Collect the lines of the entries where "state" shows up.

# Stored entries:
--

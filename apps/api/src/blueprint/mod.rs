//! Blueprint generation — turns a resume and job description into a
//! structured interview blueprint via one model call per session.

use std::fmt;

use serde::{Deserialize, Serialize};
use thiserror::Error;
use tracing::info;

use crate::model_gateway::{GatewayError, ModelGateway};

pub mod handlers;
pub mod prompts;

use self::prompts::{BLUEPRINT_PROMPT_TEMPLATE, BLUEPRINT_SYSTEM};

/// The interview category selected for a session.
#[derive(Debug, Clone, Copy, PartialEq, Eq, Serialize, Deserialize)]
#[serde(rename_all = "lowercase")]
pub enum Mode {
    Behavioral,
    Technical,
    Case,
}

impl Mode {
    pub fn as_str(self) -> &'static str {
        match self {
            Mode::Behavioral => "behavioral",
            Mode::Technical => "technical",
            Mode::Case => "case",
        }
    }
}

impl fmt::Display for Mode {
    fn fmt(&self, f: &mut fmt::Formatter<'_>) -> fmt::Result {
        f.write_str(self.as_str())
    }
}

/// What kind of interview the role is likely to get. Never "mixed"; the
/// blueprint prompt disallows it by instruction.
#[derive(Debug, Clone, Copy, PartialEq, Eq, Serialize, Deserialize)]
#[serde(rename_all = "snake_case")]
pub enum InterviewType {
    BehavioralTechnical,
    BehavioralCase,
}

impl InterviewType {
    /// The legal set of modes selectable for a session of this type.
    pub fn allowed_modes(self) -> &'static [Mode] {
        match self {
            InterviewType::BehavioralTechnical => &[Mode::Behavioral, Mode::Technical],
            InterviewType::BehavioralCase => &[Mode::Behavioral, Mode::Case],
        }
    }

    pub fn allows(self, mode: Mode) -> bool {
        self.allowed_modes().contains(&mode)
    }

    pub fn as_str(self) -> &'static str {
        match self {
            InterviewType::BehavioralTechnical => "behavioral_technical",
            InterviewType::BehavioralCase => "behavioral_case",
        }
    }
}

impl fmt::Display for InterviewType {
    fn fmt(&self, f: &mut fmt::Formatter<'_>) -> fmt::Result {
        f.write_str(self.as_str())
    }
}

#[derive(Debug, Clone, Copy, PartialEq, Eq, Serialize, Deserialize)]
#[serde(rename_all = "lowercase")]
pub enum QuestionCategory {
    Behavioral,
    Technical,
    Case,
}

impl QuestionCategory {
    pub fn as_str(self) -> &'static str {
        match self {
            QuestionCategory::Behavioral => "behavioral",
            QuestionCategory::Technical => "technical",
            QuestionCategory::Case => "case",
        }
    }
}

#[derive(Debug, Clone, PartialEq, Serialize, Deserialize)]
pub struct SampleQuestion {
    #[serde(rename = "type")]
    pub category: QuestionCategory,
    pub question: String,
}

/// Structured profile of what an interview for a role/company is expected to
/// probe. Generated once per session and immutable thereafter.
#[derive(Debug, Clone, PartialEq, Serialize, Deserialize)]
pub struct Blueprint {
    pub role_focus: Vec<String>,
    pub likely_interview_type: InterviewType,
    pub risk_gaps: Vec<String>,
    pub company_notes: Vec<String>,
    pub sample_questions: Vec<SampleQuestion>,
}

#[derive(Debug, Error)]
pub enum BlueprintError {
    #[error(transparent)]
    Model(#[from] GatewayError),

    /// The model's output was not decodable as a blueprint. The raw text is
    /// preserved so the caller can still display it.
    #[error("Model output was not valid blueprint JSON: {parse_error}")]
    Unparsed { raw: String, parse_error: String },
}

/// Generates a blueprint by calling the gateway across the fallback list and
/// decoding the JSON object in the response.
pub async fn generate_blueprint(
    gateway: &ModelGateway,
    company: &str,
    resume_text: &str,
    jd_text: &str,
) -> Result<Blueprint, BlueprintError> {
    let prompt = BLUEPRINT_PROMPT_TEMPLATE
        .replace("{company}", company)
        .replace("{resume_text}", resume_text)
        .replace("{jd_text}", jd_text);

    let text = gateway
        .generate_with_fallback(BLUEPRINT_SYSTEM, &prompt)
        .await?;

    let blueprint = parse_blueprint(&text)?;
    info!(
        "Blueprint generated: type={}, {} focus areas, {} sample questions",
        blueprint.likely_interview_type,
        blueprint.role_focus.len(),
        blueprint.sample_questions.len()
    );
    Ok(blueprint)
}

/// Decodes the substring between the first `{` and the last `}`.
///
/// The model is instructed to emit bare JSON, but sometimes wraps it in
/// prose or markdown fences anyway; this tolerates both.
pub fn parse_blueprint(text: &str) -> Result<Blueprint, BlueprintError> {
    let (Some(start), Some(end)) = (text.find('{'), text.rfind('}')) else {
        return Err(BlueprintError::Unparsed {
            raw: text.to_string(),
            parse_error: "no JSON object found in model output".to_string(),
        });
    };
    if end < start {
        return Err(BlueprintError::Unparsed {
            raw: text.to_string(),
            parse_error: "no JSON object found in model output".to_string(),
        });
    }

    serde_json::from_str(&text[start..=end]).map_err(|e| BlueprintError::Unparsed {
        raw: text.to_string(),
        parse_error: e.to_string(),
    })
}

--

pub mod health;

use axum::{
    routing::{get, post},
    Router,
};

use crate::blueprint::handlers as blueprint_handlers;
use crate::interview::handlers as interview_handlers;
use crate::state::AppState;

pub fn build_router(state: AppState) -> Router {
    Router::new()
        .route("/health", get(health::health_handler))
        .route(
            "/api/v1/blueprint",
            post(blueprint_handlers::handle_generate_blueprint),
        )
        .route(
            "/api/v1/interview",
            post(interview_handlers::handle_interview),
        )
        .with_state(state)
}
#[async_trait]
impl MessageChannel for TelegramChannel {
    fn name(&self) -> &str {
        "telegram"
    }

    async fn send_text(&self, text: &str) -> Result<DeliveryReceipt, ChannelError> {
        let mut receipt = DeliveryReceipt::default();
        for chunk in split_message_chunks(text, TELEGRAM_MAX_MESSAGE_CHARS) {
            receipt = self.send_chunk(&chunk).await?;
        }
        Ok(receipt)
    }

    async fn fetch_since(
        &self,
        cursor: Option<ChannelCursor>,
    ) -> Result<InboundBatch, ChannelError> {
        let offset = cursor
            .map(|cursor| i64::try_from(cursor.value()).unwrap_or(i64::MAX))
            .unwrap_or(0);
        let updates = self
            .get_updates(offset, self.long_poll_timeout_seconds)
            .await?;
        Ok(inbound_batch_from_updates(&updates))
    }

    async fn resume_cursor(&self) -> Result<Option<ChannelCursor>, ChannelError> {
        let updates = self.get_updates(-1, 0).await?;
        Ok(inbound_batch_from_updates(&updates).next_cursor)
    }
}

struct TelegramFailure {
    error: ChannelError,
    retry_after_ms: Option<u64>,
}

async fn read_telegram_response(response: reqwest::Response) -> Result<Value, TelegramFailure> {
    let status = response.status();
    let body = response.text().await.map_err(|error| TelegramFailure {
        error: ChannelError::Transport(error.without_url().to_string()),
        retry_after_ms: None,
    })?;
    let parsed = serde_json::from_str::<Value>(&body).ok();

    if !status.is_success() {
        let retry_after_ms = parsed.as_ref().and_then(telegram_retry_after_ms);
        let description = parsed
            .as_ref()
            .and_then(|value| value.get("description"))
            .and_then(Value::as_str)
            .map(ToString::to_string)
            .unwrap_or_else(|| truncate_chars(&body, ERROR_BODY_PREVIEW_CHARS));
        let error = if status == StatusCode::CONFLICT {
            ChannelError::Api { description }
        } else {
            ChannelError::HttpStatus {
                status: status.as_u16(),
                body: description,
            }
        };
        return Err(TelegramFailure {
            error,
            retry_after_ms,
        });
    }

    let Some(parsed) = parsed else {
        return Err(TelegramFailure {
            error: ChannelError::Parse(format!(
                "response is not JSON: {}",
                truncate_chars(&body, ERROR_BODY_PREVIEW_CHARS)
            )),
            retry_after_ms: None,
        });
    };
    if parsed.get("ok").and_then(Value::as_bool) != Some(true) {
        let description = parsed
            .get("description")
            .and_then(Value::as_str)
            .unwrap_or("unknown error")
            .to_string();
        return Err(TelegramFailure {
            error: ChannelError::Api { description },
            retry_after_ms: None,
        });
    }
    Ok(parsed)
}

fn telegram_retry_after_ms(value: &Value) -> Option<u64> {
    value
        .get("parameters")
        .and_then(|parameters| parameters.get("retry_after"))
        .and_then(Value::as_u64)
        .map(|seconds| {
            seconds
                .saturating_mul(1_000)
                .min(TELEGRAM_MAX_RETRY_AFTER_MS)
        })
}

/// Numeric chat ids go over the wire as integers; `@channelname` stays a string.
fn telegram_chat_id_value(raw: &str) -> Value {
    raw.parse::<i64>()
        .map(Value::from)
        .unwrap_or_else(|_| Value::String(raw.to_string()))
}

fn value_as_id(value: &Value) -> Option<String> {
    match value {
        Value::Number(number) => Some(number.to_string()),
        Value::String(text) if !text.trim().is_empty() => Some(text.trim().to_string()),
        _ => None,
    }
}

--

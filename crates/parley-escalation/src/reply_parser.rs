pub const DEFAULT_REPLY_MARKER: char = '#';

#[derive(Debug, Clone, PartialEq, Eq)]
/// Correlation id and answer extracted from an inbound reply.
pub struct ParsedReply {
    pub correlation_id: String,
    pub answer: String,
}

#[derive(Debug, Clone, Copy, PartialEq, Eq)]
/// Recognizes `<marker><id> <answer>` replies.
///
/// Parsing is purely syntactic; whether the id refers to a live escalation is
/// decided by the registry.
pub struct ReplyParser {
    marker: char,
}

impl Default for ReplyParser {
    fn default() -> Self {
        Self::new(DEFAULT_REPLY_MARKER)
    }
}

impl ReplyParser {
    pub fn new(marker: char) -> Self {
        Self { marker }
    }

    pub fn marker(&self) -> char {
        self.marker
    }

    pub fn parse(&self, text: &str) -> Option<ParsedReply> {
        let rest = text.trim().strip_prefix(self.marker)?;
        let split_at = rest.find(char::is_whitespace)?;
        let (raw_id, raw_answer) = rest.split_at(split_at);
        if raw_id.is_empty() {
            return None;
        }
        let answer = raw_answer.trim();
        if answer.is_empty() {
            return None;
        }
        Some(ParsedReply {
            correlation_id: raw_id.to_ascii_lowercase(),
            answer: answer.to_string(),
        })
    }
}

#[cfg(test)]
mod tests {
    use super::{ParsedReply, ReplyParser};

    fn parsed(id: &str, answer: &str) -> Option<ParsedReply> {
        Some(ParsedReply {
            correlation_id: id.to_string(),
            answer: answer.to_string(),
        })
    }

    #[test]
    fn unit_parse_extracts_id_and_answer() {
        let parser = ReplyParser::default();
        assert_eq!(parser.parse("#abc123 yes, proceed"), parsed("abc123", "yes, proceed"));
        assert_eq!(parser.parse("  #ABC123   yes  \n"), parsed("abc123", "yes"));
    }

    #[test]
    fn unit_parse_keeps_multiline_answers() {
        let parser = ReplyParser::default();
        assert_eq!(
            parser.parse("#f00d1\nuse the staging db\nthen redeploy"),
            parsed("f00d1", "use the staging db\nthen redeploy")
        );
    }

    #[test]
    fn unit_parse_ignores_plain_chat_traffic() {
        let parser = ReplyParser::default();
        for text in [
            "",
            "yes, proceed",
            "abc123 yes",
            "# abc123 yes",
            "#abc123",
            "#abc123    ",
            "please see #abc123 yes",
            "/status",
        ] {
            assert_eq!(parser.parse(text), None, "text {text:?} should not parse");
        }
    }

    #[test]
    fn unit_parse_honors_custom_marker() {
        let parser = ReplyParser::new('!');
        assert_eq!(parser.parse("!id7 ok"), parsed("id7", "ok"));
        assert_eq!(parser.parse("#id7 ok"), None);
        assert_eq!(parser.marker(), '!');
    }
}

--

# SOLUTION TO THIS PROBLEM:
use crate::state::AppState;
pub fn build_router(state: AppState) -> Router {
        .with_state(state)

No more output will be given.